That certainly has been the case over the last decade, and boomers continue to be a major market for travel. But now the industry may want to refocus on the often forgotten Millennial or Gen Y traveler, at least according to the 2014 Portrait of American Travelers, an annual survey by MMGY Global, a travel marketing services firm.

According to the survey, Millennials those between the ages of 18 and 35 will be the driving force behind the continued recovery of the U.S. travel industry. They are also expected to spend incrementally more on travel services than any other age group over the next 12 months.

The survey found that 24 percent of Millennial travelers are planning to take more overnight leisure trips in the next 12 months, versus 14 percent who are planning fewer trips, a net difference of 10 percent. This compares with a negative net difference of 1 percent for Boomers, and negative net differences of 3 percent and 6 percent for Matures and Xers, respectively.
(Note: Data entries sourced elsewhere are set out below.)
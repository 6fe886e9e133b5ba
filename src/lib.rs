//! Identity service: token validation gate and the endpoint catalog.
//!
//! The binary `identityd` wires these modules into a server; integration
//! tests in `tests/` drive [`api::router`] directly.

use std::sync::Arc;

pub mod api;
pub mod catalog;
pub mod cli;
pub mod config;
pub mod errors;
pub mod jobs;
pub mod middleware;
pub mod models;
pub mod store;

use catalog::endpoints::EndpointManager;
use catalog::registry::TemplateRegistry;
use middleware::validator::TokenValidator;
use store::IdentityStore;

#[derive(Clone)]
pub struct AppState {
    pub store: Arc<dyn IdentityStore>,
    pub validator: TokenValidator,
    pub templates: TemplateRegistry,
    pub endpoints: EndpointManager,
    pub config: Arc<config::Config>,
}

impl AppState {
    pub fn new(store: Arc<dyn IdentityStore>, config: config::Config) -> Self {
        Self {
            validator: TokenValidator::new(store.clone()),
            templates: TemplateRegistry::new(store.clone()),
            endpoints: EndpointManager::new(store.clone()),
            store,
            config: Arc::new(config),
        }
    }
}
Gen Yers also plan to spend significantly more on leisure travel services in the next 12 months, well ahead than any of the other generational cohorts: an average of $887 on a previous-year base of $4,499. Gen Xers intend to spend the second highest increment: $666 on a previous-year base of $4,341.

According the MMGY Global, both trends are consistent with the manner in which Millennials view the sanctity of their vacation time. Last year they took an average of 4.6 overnight trips for leisure purposes versus an average of 4.2 trips for all U.S. households with an annual income over $50,000.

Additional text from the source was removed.